The Social Isolation of a Special Needs Parent
Social distancing has become a common phrase for people around the globe in the last few months. We have been told to keep a distance from those around us, to stay at home, and to maintain any social contacts from afar. For parents of special needs children, this poses a few challenges (therapies have been put on hold or look very different as they are conducted through a computer screen), but for the most part, many parents are looking around and welcoming the rest of us into their everyday reality.
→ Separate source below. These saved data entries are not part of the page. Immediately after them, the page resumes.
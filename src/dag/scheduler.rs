// src/dag/scheduler.rs

use std::collections::HashMap;

use tracing::{debug, info, warn};

use crate::dag::graph::{TaskGraph, TaskKind, TaskNode};
use crate::engine::{TaskName, TaskOutcome};
use crate::errors::Result;

/// Per-run state of a task.
#[derive(Debug, Clone, Copy, PartialEq, Eq)]
enum RunState {
    /// Task was triggered for this run but is waiting on dependencies.
    Pending,
    /// Task has been dispatched to the executor and is currently running.
    Running,
    /// Task completed successfully for this run.
    DoneSuccess,
    /// Task failed in this run (or was blocked by a failed dependency).
    DoneFailed,
}

/// Static task information from the plan, plus per-run state.
#[derive(Debug, Clone)]
struct TaskInfo {
    name: TaskName,
    kind: TaskKind,
    notify_clients: bool,
    /// Direct dependencies for this task (names in its `after`).
    deps: Vec<TaskName>,

    /// Per-run state (None if not participating in the current run).
    run_state: Option<RunState>,

    /// Last run ID in which this task succeeded.
    ///
    /// This allows semantics like: if clean -> styles and styles is
    /// re-triggered by a file edit, styles can run without wiping the
    /// output directory again, because clean already succeeded earlier.
    last_successful_run: Option<u64>,

    /// Last run ID in which this task failed.
    last_failed_run: Option<u64>,
}

/// Description of a task that the scheduler wants the executor to run now.
#[derive(Debug, Clone)]
pub struct ScheduledTask {
    pub name: TaskName,
    pub kind: TaskKind,
    pub notify_clients: bool,
}

impl ScheduledTask {
    fn from_task_info(info: &TaskInfo) -> Self {
        Self {
            name: info.name.clone(),
            kind: info.kind,
            notify_clients: info.notify_clients,
        }
    }
}

/// Scheduler holds the immutable DAG plus mutable per-run state.
///
/// It is responsible for:
/// - remembering which tasks are part of the current run
/// - deciding when a triggered task is "ready" to run (deps satisfied)
/// - marking tasks as succeeded/failed
/// - scheduling dependents when appropriate
/// - failing dependents when a task fails
pub struct Scheduler {
    graph: TaskGraph,
    tasks: HashMap<TaskName, TaskInfo>,

    /// Monotonically increasing run ID.
    run_counter: u64,
    /// Currently active run ID, or `None` if there is no active run.
    current_run_id: Option<u64>,
}

impl Scheduler {
    /// Construct a scheduler from a task plan.
    pub fn new(plan: &[TaskNode]) -> Result<Self> {
        let graph = TaskGraph::from_nodes(plan)?;

        let mut tasks = HashMap::new();
        for node in plan {
            let info = TaskInfo {
                name: node.name.clone(),
                kind: node.kind,
                notify_clients: node.notify_clients,
                deps: node.after.clone(),
                run_state: None,
                last_successful_run: None,
                last_failed_run: None,
            };
            tasks.insert(node.name.clone(), info);
        }

        Ok(Self {
            graph,
            tasks,
            run_counter: 0,
            current_run_id: None,
        })
    }

    /// Returns `true` if there is currently no active run.
    pub fn is_idle(&self) -> bool {
        self.current_run_id.is_none()
    }

    /// Whether connected browsers should be told when this task rewrites
    /// its outputs. Unknown tasks report `false`.
    pub fn notify_clients(&self, task: &str) -> bool {
        self.tasks
            .get(task)
            .map(|info| info.notify_clients)
            .unwrap_or(false)
    }

    /// Record that a task already succeeded before this scheduler existed.
    ///
    /// Used when a fresh watch-mode scheduler takes over from an initial
    /// one-shot run: tasks that succeeded there satisfy dependencies here
    /// without being re-run.
    pub fn prime_success(&mut self, task: &str) {
        match self.tasks.get_mut(task) {
            Some(info) => {
                info.last_successful_run = Some(0);
                debug!(task = %task, "seeded historical success");
            }
            None => {
                warn!(task = %task, "cannot seed success for unknown task; ignoring");
            }
        }
    }

    /// Start a new run, resetting per-run state but keeping historical success
    /// information (for dependency satisfaction on later runs).
    pub fn start_new_run(&mut self) {
        self.run_counter += 1;
        self.current_run_id = Some(self.run_counter);

        for info in self.tasks.values_mut() {
            info.run_state = None;
        }

        debug!(run_id = self.run_counter, "scheduler: starting new run");
    }

    /// Handle a trigger for a task name.
    ///
    /// This is called by the runtime whenever a task should participate in
    /// the current run (at startup or due to file changes).
    ///
    /// Returns a list of tasks that are now ready to be executed.
    pub fn handle_trigger(&mut self, task: &str) -> Vec<ScheduledTask> {
        if self.current_run_id.is_none() {
            warn!("handle_trigger called with no active run; implicitly starting a new run");
            self.start_new_run();
        }

        if let Some(info) = self.tasks.get_mut(task) {
            match info.run_state {
                None => {
                    info.run_state = Some(RunState::Pending);
                    debug!(task = %info.name, "task marked as Pending in this run");
                    self.pull_in_never_succeeded_deps(task);
                }
                Some(_) => {
                    // Already part of this run; ignore duplicate trigger.
                    debug!(
                        task = %info.name,
                        "task already participating in current run; ignoring additional trigger"
                    );
                }
            }
        } else {
            warn!(task = %task, "trigger for unknown task; ignoring");
        }

        let ready = self.collect_new_ready_tasks();
        self.maybe_finish_run();
        ready
    }

    /// Pull dependencies into the run when they could never be satisfied
    /// from history.
    ///
    /// A dependency that is not part of this run and has no recorded success
    /// would park the triggered task in `Pending` forever. Running the
    /// dependency first resolves that; once it has succeeded, later triggers
    /// skip it again.
    fn pull_in_never_succeeded_deps(&mut self, task: &str) {
        let mut stack = vec![task.to_string()];
        while let Some(name) = stack.pop() {
            let deps = self
                .tasks
                .get(&name)
                .map(|info| info.deps.clone())
                .unwrap_or_default();
            for dep in deps {
                if let Some(dep_info) = self.tasks.get_mut(&dep) {
                    if dep_info.run_state.is_none() && dep_info.last_successful_run.is_none() {
                        dep_info.run_state = Some(RunState::Pending);
                        info!(
                            task = %dep,
                            "dependency has never succeeded; pulling it into this run"
                        );
                        stack.push(dep);
                    }
                }
            }
        }
    }

    /// Handle completion of a task with a concrete outcome.
    ///
    /// - On success, mark it `DoneSuccess`, update historical success, and
    ///   schedule dependents where possible.
    /// - On failure, mark it `DoneFailed` and mark all triggered dependents
    ///   in this run as `DoneFailed` as well.
    pub fn handle_completion(&mut self, task: &str, outcome: &TaskOutcome) -> Vec<ScheduledTask> {
        let run_id = match self.current_run_id {
            Some(id) => id,
            None => {
                warn!(task = %task, "handle_completion called with no active run; ignoring");
                return Vec::new();
            }
        };

        let mut newly_ready = Vec::new();

        match self.tasks.get_mut(task) {
            Some(info) => match outcome {
                TaskOutcome::Success(summary) => {
                    info.run_state = Some(RunState::DoneSuccess);
                    info.last_successful_run = Some(run_id);
                    debug!(
                        task = %info.name,
                        files = summary.files,
                        elapsed_ms = summary.duration.as_millis() as u64,
                        "task completed successfully"
                    );
                    newly_ready.extend(self.collect_new_ready_tasks());
                }
                TaskOutcome::Failed(reason) => {
                    info.run_state = Some(RunState::DoneFailed);
                    info.last_failed_run = Some(run_id);
                    warn!(
                        task = %info.name,
                        error = %reason,
                        "task failed; failing dependents in this run"
                    );
                    self.mark_dependents_failed(task);
                }
            },
            None => {
                warn!(task = %task, "completion for unknown task; ignoring");
            }
        }

        self.maybe_finish_run();
        newly_ready
    }

    /// Determine whether all tasks are in a terminal state and clear
    /// `current_run_id` if so.
    fn maybe_finish_run(&mut self) {
        if self.current_run_id.is_none() {
            return;
        }

        let any_active = self.tasks.values().any(|info| {
            matches!(
                info.run_state,
                Some(RunState::Pending) | Some(RunState::Running)
            )
        });

        if !any_active {
            info!(
                run_id = self.current_run_id,
                "scheduler: all tasks terminal; marking run as finished"
            );
            self.current_run_id = None;
        }
    }

    /// Collect tasks that are `Pending` and whose dependencies are satisfied,
    /// mark them as `Running`, and return them as `ScheduledTask`s.
    fn collect_new_ready_tasks(&mut self) -> Vec<ScheduledTask> {
        // Iterate twice: first to decide, then to mutate, to avoid borrowing
        // conflicts.
        let candidates: Vec<TaskName> = self
            .tasks
            .values()
            .filter_map(|info| {
                if matches!(info.run_state, Some(RunState::Pending)) && self.deps_satisfied(info) {
                    Some(info.name.clone())
                } else {
                    None
                }
            })
            .collect();

        let mut ready = Vec::new();
        for name in candidates {
            if let Some(info) = self.tasks.get_mut(&name) {
                debug!(task = %info.name, "dependencies satisfied; marking Running");
                info.run_state = Some(RunState::Running);
                ready.push(ScheduledTask::from_task_info(info));
            }
        }

        ready
    }

    /// Check whether all dependencies of the given task are satisfied for the
    /// *current run*.
    ///
    /// A dependency is satisfied if:
    /// - In this run: its `run_state` is `DoneSuccess`, OR
    /// - It is not part of this run (`run_state == None`) **and** it has a
    ///   `last_successful_run` recorded (it succeeded in a previous run or
    ///   was seeded via [`Scheduler::prime_success`]).
    ///
    /// If a dependency is `DoneFailed` in this run, or has never succeeded,
    /// the dependencies are not satisfied.
    fn deps_satisfied(&self, info: &TaskInfo) -> bool {
        for dep_name in &info.deps {
            let dep = match self.tasks.get(dep_name) {
                Some(d) => d,
                None => {
                    // Should not happen since the graph is validated.
                    warn!(
                        task = %info.name,
                        dep = %dep_name,
                        "dependency missing from tasks map"
                    );
                    return false;
                }
            };

            match dep.run_state {
                Some(RunState::DoneSuccess) => {}
                Some(RunState::DoneFailed) => {
                    return false;
                }
                Some(RunState::Pending) | Some(RunState::Running) => {
                    return false;
                }
                None => {
                    // Not part of this run; rely on history.
                    if dep.last_successful_run.is_none() {
                        return false;
                    }
                }
            }
        }

        true
    }

    /// Mark all *triggered* dependents (and their transitively triggered
    /// dependents) of a failed task as `DoneFailed` for this run.
    fn mark_dependents_failed(&mut self, failed_task: &str) {
        let mut stack: Vec<TaskName> = self
            .graph
            .dependents_of(failed_task)
            .iter()
            .cloned()
            .collect();

        while let Some(name) = stack.pop() {
            if let Some(info) = self.tasks.get_mut(&name) {
                match info.run_state {
                    Some(RunState::Pending) | Some(RunState::Running) => {
                        info.run_state = Some(RunState::DoneFailed);
                        debug!(
                            task = %info.name,
                            "marking dependent as DoneFailed due to upstream failure"
                        );
                        stack.extend(self.graph.dependents_of(&name).iter().cloned());
                    }
                    Some(RunState::DoneSuccess) | Some(RunState::DoneFailed) | None => {}
                }
            }
        }
    }
}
As a parent of a child with special needs, it is excruciatingly difficult to “make friends”. We moved into our current neighborhood just a few months before our son received his autism diagnosis. While other families with small children met together for play dates, chatted while their children played together at the park, and formed relationships, my husband and I were at the same gatherings, at the same parks, chasing our kids around and ensuring that they stayed safe, and stayed alive. Block parties are such a fun experience, unless you are worried that your child might run off, steal another kid’s toy, get hurt, not be able to communicate with their peers, or get in to trouble somehow. Social situations can be an extremely difficult minefield to navigate, and we found ourselves making excuses why we couldn’t attend and missing out on forming those essential relationships with other parents, that make our own parenting experience a little more bearable.
Even the most extroverted people find themselves in a vortex of antisocial behavior when parenting a child with special needs takes the place of their previous life. I was asked recently by a very well-meaning person, why I didn’t have more friends. My husband and I have moved around a ton, and we have made friends everywhere we have lived, many of these friendships we have maintained over time even with physical distance and time zones in between us. I had to stop and take some time to think, why do I have so many friends across the country (and some outside of the country), yet we have no friends where we’re currently living? What is holding us back? What has changed?
It hit me after leaving a neighborhood get together recently (prior to COVID-19, don’t @ me), that I had spent the entirety of the get together with one ear on the person I was speaking to, and one ear on my child. I heard about half of what was being said to me and made no real social connection with anyone I was speaking with, because I was preoccupied with where my child was, and if he was ok. I cannot recall anything that was said during this get together, but I do remember that the box of pizza was at child-level and I had to redirect my child from dumping it on the ground about 100 times. To this day I cannot remember the names of half of the people I have spent a considerable amount of time with at our local park or at block parties because I can operate at about 50% of my social potential in any given situation where my child is also present.
Even when I have a few moments to connect with a fellow parent (when my husband and I make eye contact as if to communicate “I’m going to have a conversation, it’s your turn to parent”), it becomes hard to connect when it comes to parenting because my experience with parenting is vastly different than those of my neighbors and friends with kids. While other kids my child’s age are attending ballet classes and are learning how to ride bikes, we’re working on speech and dealing with epic meltdowns. The last thing we want to be is a Debbie Downer, but this is our life, these are our struggles, and when you have a child with special needs, they are usually out there for the world to see. There isn’t a parent out there who hasn’t had to deal with a meltdown in a public place, with disapproving eyes watching (if you need help with this, see my post on tantrums in public!), but we encounter this every single time we leave the house with our kids. The disapproving looks and unsolicited advice alone can be reason to socially isolate.
These conversations in a social setting can also be somewhat hurtful for parents of special needs kids. To see a typically developing child run up to their parent and say “Mommy, I’m hungry give me a snack” can be especially painful for a parent of a child that same age who has yet to say the word “mama” at all. In that moment I know I shouldn’t be comparing my child to yours, but it is absolutely impossible not to. It is these difficult social situations that make many parents of special needs kids socially isolate. We find mommy groups on Facebook where we can have honest discussions about how absolutely difficult and sometimes devastating our parenting experiences are, and more importantly, we can share the smallest little victory our child had this week, and it is met with as much enthusiasm as we need in that moment, because other parents in the same boat recognize that fleeting eye contact is cause for celebration.
At the end of the day, if you know someone who has a child with special needs, don’t take it personally if text messages go unanswered, or invitations are turned down. Keep inviting us, keep communicating with us. It means the world to us to continue to have those social connections, even if we may not be emotionally or physically able to reciprocate in that moment.
If you are a parent of a child with special needs, don’t be afraid to communicate these things to your friends (or share this post…I got you), they may not know these things, and they should.
Lastly, when all of this social distancing is over and we can get together in groups once more, let’s go out for happy hour, without our kids, we need that time together more than you know.